Crisis gives India the Chance to Clean Up its Shadow Banking Sector
Further to your report “India’s shadow banking crisis sparks credit crunch” (FT.com, July 3): even more worrisome is the danger of the ongoing liquidity squeeze in the shadow banking sector turning into a more serious solvency issue. Several liquidity-starved shadow banks have already initiated the sale of loan portfolios and assets to meet repayment obligations.
As shadow banks are the largest net borrowers of funds from the financial system with a substantial part of funding coming from banks, mutual funds and insurance companies, the failure of a large shadow bank can transmit solvency shocks to the entire financial system.
In its Financial Stability Report last month the Reserve Bank of India assessed that the failure of a large housing finance company “will lead to a loss of 5.8 per cent of the total Tier 1 capital of the banking system and a failure of one bank”.

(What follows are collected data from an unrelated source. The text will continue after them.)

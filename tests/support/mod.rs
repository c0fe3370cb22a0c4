//! Test support library
//! Provides helper functions, model builders and stand-in solvers for tests.
#![allow(dead_code)]

use nalgebra::{Point3, Vector3};
use octacut::{
    boolean::{BooleanSolver, BspSolver},
    cutter::SourceModel,
    errors::BooleanError,
    float_types::Real,
    mesh::{Mesh, vertex::Vertex},
};

/// Quick helper to compare floating-point results with an acceptable tolerance.
pub fn approx_eq(a: Real, b: Real, eps: Real) -> bool {
    (a - b).abs() < eps
}

/// Component-wise [`approx_eq`] for points.
pub fn approx_point(a: &Point3<Real>, b: &Point3<Real>, eps: Real) -> bool {
    (a - b).iter().all(|d| d.abs() < eps)
}

/// A unit cube named `Cube`, centred at the origin.
pub fn unit_cube() -> SourceModel<()> {
    SourceModel::new(
        "Cube",
        Mesh::cuboid(Point3::origin(), Vector3::repeat(1.0), None),
    )
}

/// A UV sphere of radius 1 named `Sphere`.
pub fn unit_sphere() -> SourceModel<()> {
    SourceModel::new("Sphere", Mesh::sphere(1.0, 24, 12, None))
}

/// Treats the model as if it filled its bounding box: the result is the
/// cutting volume itself whenever the two boxes overlap.
pub struct NaiveSolver;

impl BooleanSolver<()> for NaiveSolver {
    fn intersect(&self, mesh: &Mesh<()>, volume: &Mesh<()>) -> Result<Mesh<()>, BooleanError> {
        let a = mesh.bounding_box();
        let b = volume.bounding_box();
        let overlaps = (0..3).all(|i| a.mins[i] < b.maxs[i] && b.mins[i] < a.maxs[i]);
        if overlaps {
            Ok(volume.clone())
        } else {
            Ok(Mesh::new())
        }
    }
}

/// Always produces an empty result.
pub struct EmptySolver;

impl BooleanSolver<()> for EmptySolver {
    fn intersect(&self, _: &Mesh<()>, _: &Mesh<()>) -> Result<Mesh<()>, BooleanError> {
        Ok(Mesh::new())
    }
}

/// Delegates to [`BspSolver`] but fails every volume on the negative X side.
pub struct FailingSolver {
    inner: BspSolver,
}

impl FailingSolver {
    pub const fn left_side() -> Self {
        Self {
            inner: BspSolver::new(),
        }
    }
}

impl BooleanSolver<()> for FailingSolver {
    fn intersect(&self, mesh: &Mesh<()>, volume: &Mesh<()>) -> Result<Mesh<()>, BooleanError> {
        if volume.bounding_box().center().x < 0.0 {
            return Err(BooleanError::SolverError("left side refused".into()));
        }
        self.inner.intersect(mesh, volume)
    }
}

/// A cube with an extra triangle hanging off its top front edge.
///
/// The fin leaves one edge shared by three faces and two edges owned by one,
/// and its only closing loop is the fin itself, so no repair can close it.
pub fn finned_cube(center: Point3<Real>, size: Real) -> Mesh<()> {
    let mut mesh = Mesh::cuboid(center, Vector3::repeat(size), None);
    // Vertices 4 and 5 are the -Y/+Z corners
    let tip = center + Vector3::new(0.0, -size, size);
    mesh.vertices.push(Vertex::new(tip, Vector3::zeros()));
    mesh.add_polygon(&[4, 5, 8], None).expect("fin is a valid face");
    mesh
}

/// Returns a [`finned_cube`] filling the middle of every cutting volume.
pub struct FinnedSolver;

impl BooleanSolver<()> for FinnedSolver {
    fn intersect(&self, _: &Mesh<()>, volume: &Mesh<()>) -> Result<Mesh<()>, BooleanError> {
        let bounds = volume.bounding_box();
        let size = (bounds.maxs - bounds.mins).min() * 0.5;
        Ok(finned_cube(bounds.center(), size))
    }
}
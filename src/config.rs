//! Immutable configuration of a cut.

use crate::errors::CutError;
use crate::float_types::Real;
use std::ops::RangeInclusive;

/// Default inflation of the cutting volumes relative to the tight bounds
pub const DEFAULT_SCALE_FACTOR: Real = 1.1;

/// Accepted range for [`CutConfig::scale_factor`]
pub const SCALE_FACTOR_RANGE: RangeInclusive<Real> = 1.0..=2.0;

/// Default tolerance for matching a face normal to an axis direction
pub const DEFAULT_NORMAL_TOLERANCE: Real = 1e-4;

/// Proportions of the peg/socket connectors, relative to the cutting-volume
/// extents on the relevant axes.
#[derive(Debug, Clone, Copy, PartialEq)]
pub struct ConnectorSpec {
    /// Footprint of Z-axis (top/bottom) connectors
    pub base_xy_scale: Real,
    /// Footprint of X- and Y-axis (side) connectors
    pub connector_xy_scale: Real,
    /// Connector depth along the cut normal
    pub connector_z_depth: Real,
    /// Shrink of the connector tip on the two cross axes
    pub taper_scale: Real,
    /// Enlargement applied to socket dimensions only
    pub clearance_scale: Real,
}

impl Default for ConnectorSpec {
    fn default() -> Self {
        Self {
            base_xy_scale: 1.0 / 3.0,
            connector_xy_scale: 1.0 / 6.0,
            connector_z_depth: 1.0 / 20.0,
            taper_scale: 0.9,
            clearance_scale: 1.05,
        }
    }
}

/// Everything that parameterises a cut.
///
/// ```rust
/// # use octacut::config::CutConfig;
/// let config = CutConfig::new(1.25).unwrap().with_normal_tolerance(1e-3);
/// assert_eq!(config.scale_factor(), 1.25);
/// assert!(CutConfig::new(2.5).is_err());
/// ```
#[derive(Debug, Clone, Copy, PartialEq)]
pub struct CutConfig {
    scale_factor: Real,
    pub connector: ConnectorSpec,
    pub normal_tolerance: Real,
}

impl Default for CutConfig {
    fn default() -> Self {
        Self {
            scale_factor: DEFAULT_SCALE_FACTOR,
            connector: ConnectorSpec::default(),
            normal_tolerance: DEFAULT_NORMAL_TOLERANCE,
        }
    }
}

impl CutConfig {
    /// Configuration with default connectors and the given scale factor.
    pub fn new(scale_factor: Real) -> Result<Self, CutError> {
        Self::default().with_scale_factor(scale_factor)
    }

    pub const fn scale_factor(&self) -> Real {
        self.scale_factor
    }

    pub fn with_scale_factor(mut self, scale_factor: Real) -> Result<Self, CutError> {
        if !SCALE_FACTOR_RANGE.contains(&scale_factor) {
            return Err(CutError::ScaleFactorOutOfRange(scale_factor));
        }
        self.scale_factor = scale_factor;
        Ok(self)
    }

    pub const fn with_connector(mut self, connector: ConnectorSpec) -> Self {
        self.connector = connector;
        self
    }

    pub const fn with_normal_tolerance(mut self, tolerance: Real) -> Self {
        self.normal_tolerance = tolerance;
        self
    }
}

#[cfg(test)]
mod tests {
    use super::*;

    #[test]
    fn scale_factor_bounds_are_inclusive() {
        assert!(CutConfig::new(1.0).is_ok());
        assert!(CutConfig::new(2.0).is_ok());
        assert_eq!(
            CutConfig::new(0.99),
            Err(CutError::ScaleFactorOutOfRange(0.99))
        );
        assert!(CutConfig::new(Real::NAN).is_err());
    }

    #[test]
    fn defaults() {
        let config = CutConfig::default();
        assert_eq!(config.scale_factor(), 1.1);
        assert_eq!(config.connector.clearance_scale, 1.05);
        assert_eq!(config.normal_tolerance, 1e-4);
    }
}
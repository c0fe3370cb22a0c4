//! Binary/ASCII STL import and binary STL export through `stl_io`.

use crate::float_types::Real;
use crate::io::IoError;
use crate::mesh::Mesh;
use crate::mesh::polygon::Polygon;
use crate::mesh::triangulate::triangulate_loop;
use crate::mesh::vertex::Vertex;
use nalgebra::{Point3, Vector3};
use std::fmt::Debug;
use std::io::Cursor;

impl<S: Clone + Send + Sync + Debug> Mesh<S> {
    /// Read STL data (binary or ASCII) into a welded indexed mesh.
    ///
    /// Facets are merged on coincident corners, so a well-formed closed STL
    /// comes back as a closed mesh. Zero-area facets are dropped.
    pub fn from_stl(stl_data: &[u8], metadata: Option<S>) -> Result<Mesh<S>, IoError> {
        let mut cursor = Cursor::new(stl_data);
        let stl_reader = stl_io::create_stl_reader(&mut cursor)?;

        let mut polygons = Vec::new();
        for tri_result in stl_reader {
            let tri = tri_result?;
            let normal = Vector3::new(
                tri.normal[0] as Real,
                tri.normal[1] as Real,
                tri.normal[2] as Real,
            );
            if tri.vertices.iter().any(|v| (0..3).any(|k| !v[k].is_finite())) {
                return Err(IoError::MalformedInput(
                    "facet with non-finite coordinates".into(),
                ));
            }
            let vertices: Vec<Vertex> = tri
                .vertices
                .iter()
                .map(|v| Vertex::new(Point3::new(v[0] as Real, v[1] as Real, v[2] as Real), normal))
                .collect();
            polygons.push(Polygon::new(vertices, None));
        }

        if polygons.is_empty() {
            return Err(IoError::MalformedInput("STL contains no facets".into()));
        }
        Ok(Mesh::from_polygons(&polygons, metadata))
    }

    /// Export as binary STL.
    ///
    /// Faces are ear-clipped into triangles; a face that cannot be clipped
    /// falls back to a fan from its first corner.
    ///
    /// ```rust
    /// # use octacut::mesh::Mesh;
    /// # use nalgebra::{Point3, Vector3};
    /// let cube = Mesh::<()>::cuboid(Point3::origin(), Vector3::repeat(1.0), None);
    /// let bytes = cube.to_stl_binary("cube").unwrap();
    /// // 80-byte header, facet count, 50 bytes per facet
    /// assert_eq!(bytes.len(), 84 + 12 * 50);
    /// ```
    pub fn to_stl_binary(&self, _name: &str) -> Result<Vec<u8>, IoError> {
        use stl_io::{Normal, Triangle, Vertex as StlVertex, write_stl};

        let mut triangles = Vec::<Triangle>::new();
        for polygon in &self.polygons {
            let points = self.polygon_points(polygon);
            let corners = triangulate_loop(&points).unwrap_or_else(|| {
                (1..points.len().saturating_sub(1))
                    .map(|i| [0, i, i + 1])
                    .collect()
            });

            let n = polygon.plane.normal;
            #[allow(clippy::unnecessary_cast)]
            for [a, b, c] in corners {
                triangles.push(Triangle {
                    normal: Normal::new([n.x as f32, n.y as f32, n.z as f32]),
                    vertices: [a, b, c].map(|i| {
                        let p = points[i];
                        StlVertex::new([p.x as f32, p.y as f32, p.z as f32])
                    }),
                });
            }
        }

        let mut cursor = Cursor::new(Vec::new());
        write_stl(&mut cursor, triangles.iter())?;
        Ok(cursor.into_inner())
    }
}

Therefore, New Delhi should not underestimate the potential systemic risks that can propagate through the financial system via contagion. Rather than providing a special liquidity window or bailing out privately owned shadow banks, the long-lasting solution lies in a complete overhaul of regulation, supervision, corporate governance and risk management practices.
The current “light-touch” regulation approach is neither appropriate nor proportionate given the large size of India’s shadow banking sector with a combined balance sheet of $410bn. The regulatory reforms were long overdue, and the present crisis provides an opportunity to clean up the messy shadow banking sector.